* [What this task involves]: Looking at the records below, please work out how many lines contain the word "precision" and give the number alone.

* [Provided entries]:
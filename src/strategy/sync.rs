//! Synchronous processing strategy
//!
//! This module provides a synchronous, single-threaded implementation of
//! the ProcessingStrategy trait. It orchestrates the pipeline by
//! coordinating the roster loader, the SyncReader (for CSV input), and
//! the SettlementEngine (for business logic).
//!
//! # Design
//!
//! The SyncProcessingStrategy focuses on orchestration, delegating:
//! - Roster loading to `csv_format::read_household_csv`
//! - CSV parsing to `SyncReader` (iterator interface)
//! - Split computation and balance queries to `SettlementEngine`
//! - CSV output to the csv_format writers
//!
//! # Memory Efficiency
//!
//! Expense rows stream through the reader one at a time; memory usage is
//! O(members + expenses stored for balance queries), not O(file size).

use crate::core::SettlementEngine;
use crate::io::csv_format::read_household_csv;
use crate::io::sync_reader::SyncReader;
use crate::strategy::{emit_report, ProcessingStrategy, RunOptions};
use std::fs::File;
use std::io::Write;

/// Synchronous processing strategy
///
/// Implements the ProcessingStrategy trait using single-threaded,
/// synchronous processing. Orchestrates the flow between roster loading,
/// expense ingest, balance aggregation, and report output.
///
/// # Thread Safety
///
/// SyncProcessingStrategy is Send + Sync, allowing it to be shared across
/// threads safely, even though it performs single-threaded processing.
#[derive(Debug, Clone, Copy)]
pub struct SyncProcessingStrategy;

impl ProcessingStrategy for SyncProcessingStrategy {
    /// Run the settlement pipeline synchronously
    ///
    /// This method orchestrates the complete synchronous pipeline:
    /// 1. Loads the household roster (directory, membership, weights)
    /// 2. Creates a SettlementEngine for the household
    /// 3. Streams expense records through the engine
    /// 4. Aggregates balances over the ingested set
    /// 5. Writes the requested report to output
    ///
    /// # Error Handling
    ///
    /// Fatal errors (missing files, malformed roster) are returned
    /// immediately. Individual expense errors are logged to stderr and
    /// processing continues.
    fn process(&self, options: &RunOptions, output: &mut dyn Write) -> Result<(), String> {
        // Load the household roster
        let members_file = File::open(&options.members_path).map_err(|e| {
            format!(
                "Failed to open file '{}': {}",
                options.members_path.display(),
                e
            )
        })?;
        let (directory, household) = read_household_csv(members_file)?;
        let default_method = household.default_split_method;

        // Create the settlement engine for this household
        let mut engine = SettlementEngine::new(directory, household);

        // Create sync reader for streaming CSV input
        let reader = SyncReader::new(&options.expenses_path, default_method)?;

        // Process each expense record through the engine
        for result in reader {
            match result {
                Ok(expense_record) => {
                    if let Err(e) = engine.process(expense_record) {
                        // Log expense processing errors to stderr
                        eprintln!("Expense processing error: {}", e);
                    }
                }
                Err(e) => {
                    // Log CSV parsing/conversion errors to stderr
                    eprintln!("CSV parsing error: {}", e);
                }
            }
        }

        // Aggregate balances over the full ingested set
        let report = engine.balance_report().map_err(|e| e.to_string())?;

        emit_report(&report, options.report, &options.currency, output)
    }
}
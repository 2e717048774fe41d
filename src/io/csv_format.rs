//! CSV format handling for expense records, household rosters, and report
//! output
//!
//! This module centralizes all CSV format concerns, providing:
//! - CsvExpenseRecord / CsvMemberRecord structures for deserialization
//! - Conversion from CSV records to domain types
//! - Household roster loading
//! - Balance and settlement report serialization
//!
//! Conversion functions are pure for easy testing; the roster loader and
//! report writers operate over generic readers/writers.

use crate::core::directory::MemberDirectory;
use crate::types::{
    BalanceReport, DebtRelationship, ExpenseId, ExpenseRecord, HouseholdProfile, MemberId,
    MemberProfile, MemberWeight, SplitMethod, SplitShare,
};
use csv::{ReaderBuilder, Trim};
use rust_decimal::Decimal;
use serde::Deserialize;
use std::io::{Read, Write};
use std::str::FromStr;

/// CSV record structure for expense deserialization
///
/// Matches the input CSV format with columns:
/// `id,amount,method,owner,paid_by,splits`.
/// The `method` field is optional (blank rows use the household default);
/// `paid_by` and `splits` are optional because most expenses are paid by
/// their owner and only `custom` expenses carry explicit shares.
#[derive(Debug, Deserialize, Clone, PartialEq)]
pub struct CsvExpenseRecord {
    pub id: ExpenseId,
    pub amount: String,
    pub method: Option<String>,
    pub owner: MemberId,
    pub paid_by: Option<String>,
    pub splits: Option<String>,
}

/// CSV record structure for household roster deserialization
///
/// Matches the members CSV format with columns:
/// `member,name,email,weight,percentage`.
/// `weight` and `percentage` are optional and feed the percentage-split
/// weight table.
#[derive(Debug, Deserialize, Clone, PartialEq)]
pub struct CsvMemberRecord {
    pub member: MemberId,
    pub name: String,
    pub email: String,
    pub weight: Option<String>,
    pub percentage: Option<String>,
}

/// Convert a CsvExpenseRecord to an ExpenseRecord
///
/// This function:
/// - Parses the split method string (case-insensitive), substituting the
///   household default for blank values
/// - Parses the amount string into a Decimal
/// - Parses the optional payer ID
/// - Parses the optional `member:amount` split list
///
/// # Arguments
///
/// * `csv_record` - The deserialized CSV record
/// * `default_method` - Household default applied when the method is blank
///
/// # Returns
///
/// Result containing either:
/// - Ok(ExpenseRecord) - Successfully converted record
/// - Err(String) - Error message describing the conversion failure
pub fn convert_expense_record(
    csv_record: CsvExpenseRecord,
    default_method: SplitMethod,
) -> Result<ExpenseRecord, String> {
    let method = match csv_record.method.as_deref().map(str::trim) {
        None | Some("") => default_method,
        Some(value) => match value.to_lowercase().as_str() {
            "equal" => SplitMethod::Equal,
            "percentage" => SplitMethod::Percentage,
            "custom" => SplitMethod::Custom,
            "none" => SplitMethod::None,
            _ => {
                return Err(format!(
                    "Invalid split method '{}' for expense {}",
                    value, csv_record.id
                ))
            }
        },
    };

    let amount = Decimal::from_str(csv_record.amount.trim()).map_err(|_| {
        format!(
            "Invalid amount '{}' for expense {}",
            csv_record.amount, csv_record.id
        )
    })?;

    let paid_by = match csv_record.paid_by.as_deref().map(str::trim) {
        None | Some("") => None,
        Some(value) => Some(value.parse::<MemberId>().map_err(|_| {
            format!("Invalid payer '{}' for expense {}", value, csv_record.id)
        })?),
    };

    // Split lists on non-custom expenses are carried along but ignored by
    // the split calculator, mirroring how unused optional fields are
    // tolerated elsewhere in the format.
    let splits = match csv_record.splits.as_deref().map(str::trim) {
        None | Some("") => Vec::new(),
        Some(value) => parse_split_list(value, csv_record.id)?,
    };

    Ok(ExpenseRecord {
        id: csv_record.id,
        amount,
        method,
        owner: csv_record.owner,
        paid_by,
        splits,
    })
}

/// Parse a `member:amount` split list
///
/// Entries are separated by `;`, e.g. `1:20.00;2:70.00`.
fn parse_split_list(value: &str, expense: ExpenseId) -> Result<Vec<SplitShare>, String> {
    value
        .split(';')
        .map(|entry| {
            let entry = entry.trim();
            let (member, amount) = entry.split_once(':').ok_or_else(|| {
                format!("Invalid split entry '{}' for expense {}", entry, expense)
            })?;

            let member = member.trim().parse::<MemberId>().map_err(|_| {
                format!("Invalid split member '{}' for expense {}", member, expense)
            })?;
            let amount = Decimal::from_str(amount.trim()).map_err(|_| {
                format!("Invalid split amount '{}' for expense {}", amount, expense)
            })?;

            Ok(SplitShare {
                member,
                amount,
                percentage: None,
            })
        })
        .collect()
}

/// Convert a CsvMemberRecord to directory and weight-table entries
///
/// # Returns
///
/// The member's profile and, when the row carries a weight or percentage,
/// its weight-table entry.
pub fn convert_member_record(
    csv_record: CsvMemberRecord,
) -> Result<(MemberId, MemberProfile, Option<MemberWeight>), String> {
    let member = csv_record.member;
    let parse_optional = |field: &Option<String>, label: &str| -> Result<Option<Decimal>, String> {
        match field.as_deref().map(str::trim) {
            None | Some("") => Ok(None),
            Some(value) => Decimal::from_str(value)
                .map(Some)
                .map_err(|_| format!("Invalid {} '{}' for member {}", label, value, member)),
        }
    };

    let weight = parse_optional(&csv_record.weight, "weight")?;
    let percentage = parse_optional(&csv_record.percentage, "percentage")?;

    let profile = MemberProfile {
        name: csv_record.name.trim().to_string(),
        email: csv_record.email.trim().to_string(),
    };

    let weight_entry = (weight.is_some() || percentage.is_some()).then(|| MemberWeight {
        member,
        percentage,
        weight,
    });

    Ok((member, profile, weight_entry))
}

/// Read a household roster from CSV
///
/// Builds the member directory and household profile from a members CSV
/// stream. Duplicate member IDs keep the first occurrence. The household
/// default split method is `equal`, matching the most common expense
/// shape.
///
/// # Arguments
///
/// * `input` - Reader providing the members CSV data
///
/// # Returns
///
/// * `Ok((MemberDirectory, HouseholdProfile))` if the roster parsed
/// * `Err(String)` on the first malformed row
pub fn read_household_csv<R: Read>(
    input: R,
) -> Result<(MemberDirectory, HouseholdProfile), String> {
    let mut reader = ReaderBuilder::new()
        .trim(Trim::All)
        .flexible(true)
        .from_reader(input);

    let mut directory = MemberDirectory::new();
    let mut members = Vec::new();
    let mut member_weights = Vec::new();

    for (row, result) in reader.deserialize::<CsvMemberRecord>().enumerate() {
        let csv_record =
            result.map_err(|e| format!("Line {}: CSV parse error: {}", row + 2, e))?;
        let (member, profile, weight_entry) = convert_member_record(csv_record)?;

        if !directory.contains(member) {
            members.push(member);
        }
        directory.insert(member, profile);
        if let Some(entry) = weight_entry {
            member_weights.push(entry);
        }
    }

    let household = HouseholdProfile {
        members,
        member_weights,
        default_split_method: SplitMethod::Equal,
    };

    Ok((directory, household))
}

/// Write a balance report to CSV format
///
/// Writes balances with columns:
/// `member,name,email,total_paid,total_owed,balance`.
/// Rows are sorted by member ID for deterministic output.
///
/// # Arguments
///
/// * `report` - The balance report to write
/// * `output` - Mutable reference to a writer for outputting CSV
///
/// # Returns
///
/// * `Ok(())` if writing succeeded
/// * `Err(String)` if a write error occurred
pub fn write_balances_csv(report: &BalanceReport, output: &mut dyn Write) -> Result<(), String> {
    use csv::Writer;

    let mut writer = Writer::from_writer(output);

    writer
        .write_record([
            "member",
            "name",
            "email",
            "total_paid",
            "total_owed",
            "balance",
        ])
        .map_err(|e| format!("Failed to write CSV header: {}", e))?;

    // Sort by member ID for deterministic output
    let mut balances = report.balances.clone();
    balances.sort_by_key(|balance| balance.member);

    for balance in balances {
        writer
            .write_record(&[
                balance.member.to_string(),
                balance.name,
                balance.email,
                format!("{:.2}", balance.total_paid),
                format!("{:.2}", balance.total_owed),
                format!("{:.2}", balance.balance),
            ])
            .map_err(|e| format!("Failed to write balance record: {}", e))?;
    }

    writer
        .flush()
        .map_err(|e| format!("Failed to flush output: {}", e))?;

    Ok(())
}

/// Write settlement suggestions to CSV format
///
/// Writes debts with columns: `from,from_name,to,to_name,amount,currency`
/// in the order the debt simplifier produced them.
///
/// # Arguments
///
/// * `debts` - Settlement suggestions to write
/// * `output` - Mutable reference to a writer for outputting CSV
///
/// # Returns
///
/// * `Ok(())` if writing succeeded
/// * `Err(String)` if a write error occurred
pub fn write_settlements_csv(
    debts: &[DebtRelationship],
    output: &mut dyn Write,
) -> Result<(), String> {
    use csv::Writer;

    let mut writer = Writer::from_writer(output);

    writer
        .write_record(["from", "from_name", "to", "to_name", "amount", "currency"])
        .map_err(|e| format!("Failed to write CSV header: {}", e))?;

    for debt in debts {
        writer
            .write_record(&[
                debt.from.member.to_string(),
                debt.from.name.clone(),
                debt.to.member.to_string(),
                debt.to.name.clone(),
                format!("{:.2}", debt.amount),
                debt.currency.clone(),
            ])
            .map_err(|e| format!("Failed to write settlement record: {}", e))?;
    }

    writer
        .flush()
        .map_err(|e| format!("Failed to flush output: {}", e))?;

    Ok(())
}
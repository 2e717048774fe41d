//! Expense Settlement Engine CLI
//!
//! Command-line interface for computing household balances and settlement
//! suggestions from expense CSV files.
//!
//! # Usage
//!
//! ```bash
//! cargo run -- --members members.csv expenses.csv > balances.csv
//! cargo run -- --members members.csv --report settlements expenses.csv > settlements.csv
//! cargo run -- --members members.csv --strategy sync expenses.csv > balances.csv
//! cargo run -- --members members.csv --strategy async --batch-size 2000 --max-concurrent 8 expenses.csv
//! ```
//!
//! The program reads the household roster and expense records from the
//! input CSV files, processes them through the settlement engine using the
//! selected strategy, and writes the requested report to stdout.
//!
//! # Processing Strategies
//!
//! - **sync**: Synchronous CSV parsing with single-threaded ingest
//! - **async**: Asynchronous batch ingest with multi-threaded parallelism (default)
//!
//! # Exit Codes
//!
//! - 0: Success
//! - 1: Error (missing arguments, file not found, file not readable, etc.)

use expense_settlement_engine::cli;
use expense_settlement_engine::strategy;
use std::process;

fn main() {
    // Parse command-line arguments using clap
    let args = cli::parse_args();

    // Create the appropriate processing strategy based on CLI arguments
    let strategy = {
        let config = if matches!(args.strategy, cli::StrategyType::Async) {
            Some(args.to_batch_config())
        } else {
            None
        };
        strategy::create_strategy(args.strategy.clone(), config)
    };

    let options = args.to_run_options();

    // Process expenses using the selected strategy
    // Output goes to stdout
    let mut output = std::io::stdout();
    if let Err(e) = strategy.process(&options, &mut output) {
        eprintln!("Error: {}", e);
        process::exit(1);
    }
}
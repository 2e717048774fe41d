//! Expense-related types for the Expense Settlement Engine
//!
//! This module defines the split vocabulary (methods, shares, weights),
//! household reference data, and the expense records flowing through the
//! engine in both their ingest and persisted forms.

use super::member::{ExpenseId, MemberId};
use rust_decimal::Decimal;
use serde::{Deserialize, Serialize};

/// Split methods supported by the settlement engine
///
/// The policy governing how a shared expense's cost is divided among
/// household members. Equal and percentage splits are computed from
/// household data, custom splits are caller-supplied, and `none` assigns
/// the full amount to the payer.
#[derive(Debug, Clone, Copy, PartialEq, Eq, Serialize, Deserialize)]
#[serde(rename_all = "lowercase")]
pub enum SplitMethod {
    /// Divide the amount evenly across all household members
    Equal,

    /// Divide the amount according to the household weight table
    ///
    /// Falls back to an equal split when no weights are configured.
    Percentage,

    /// Use the caller-supplied per-member amounts verbatim
    ///
    /// Falls back to an equal split when no amounts were supplied.
    Custom,

    /// No sharing: the payer owes the full amount
    None,
}

impl SplitMethod {
    /// Lowercase wire name of this method
    pub fn as_str(&self) -> &'static str {
        match self {
            SplitMethod::Equal => "equal",
            SplitMethod::Percentage => "percentage",
            SplitMethod::Custom => "custom",
            SplitMethod::None => "none",
        }
    }
}

/// One entry of an expense's split breakdown
///
/// Records how much a single member owes for an expense, optionally with
/// the percentage the amount was derived from.
#[derive(Debug, Clone, PartialEq)]
pub struct SplitShare {
    /// The member who owes this share
    pub member: MemberId,

    /// Owed amount, two-decimal precision
    pub amount: Decimal,

    /// Percentage of the expense this share represents, when derived
    ///
    /// `None` for caller-supplied custom amounts without a percentage.
    pub percentage: Option<Decimal>,
}

/// Weight table entry used by percentage-based splitting
///
/// Each entry carries either an explicit percentage or a relative weight
/// to be normalized against the sum of all weights.
#[derive(Debug, Clone, PartialEq)]
pub struct MemberWeight {
    /// The member this weight applies to
    pub member: MemberId,

    /// Explicit percentage of the expense, if configured
    pub percentage: Option<Decimal>,

    /// Relative weight, normalized against the total of all weights
    pub weight: Option<Decimal>,
}

/// Read-only household data consumed by the split calculator
///
/// Supplied by the household collaborator; the engine never mutates it.
#[derive(Debug, Clone, PartialEq)]
pub struct HouseholdProfile {
    /// Member IDs belonging to the household
    pub members: Vec<MemberId>,

    /// Optional per-member weight/percentage table for percentage splits
    pub member_weights: Vec<MemberWeight>,

    /// Split method applied when an expense does not specify one
    pub default_split_method: SplitMethod,
}

/// Input expense record
///
/// Represents a single expense as read from the input CSV file. The
/// `splits` field carries caller-supplied per-member amounts and is only
/// consulted by the `custom` split method.
#[derive(Debug, Clone, PartialEq)]
pub struct ExpenseRecord {
    /// Unique expense identifier
    pub id: ExpenseId,

    /// Expense amount, non-negative, two-decimal precision
    pub amount: Decimal,

    /// How the amount is divided among household members
    pub method: SplitMethod,

    /// The member who created the expense
    pub owner: MemberId,

    /// The member who paid, when different from the owner
    ///
    /// Balance aggregation credits `paid_by` when present, else `owner`.
    pub paid_by: Option<MemberId>,

    /// Caller-supplied split amounts for the `custom` method
    pub splits: Vec<SplitShare>,
}

impl ExpenseRecord {
    /// The member credited as payer for this expense
    ///
    /// Explicit `paid_by` when present, otherwise the expense owner.
    pub fn payer(&self) -> MemberId {
        self.paid_by.unwrap_or(self.owner)
    }
}

/// Persisted expense with its computed split breakdown
///
/// Split details are computed once at ingest and stored with the expense;
/// balance queries read them back rather than recomputing.
#[derive(Debug, Clone, PartialEq)]
pub struct ProcessedExpense {
    /// The expense record as ingested
    pub record: ExpenseRecord,

    /// Per-member owed amounts computed by the split calculator
    pub split_details: Vec<SplitShare>,
}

* [Finished exercise]: 2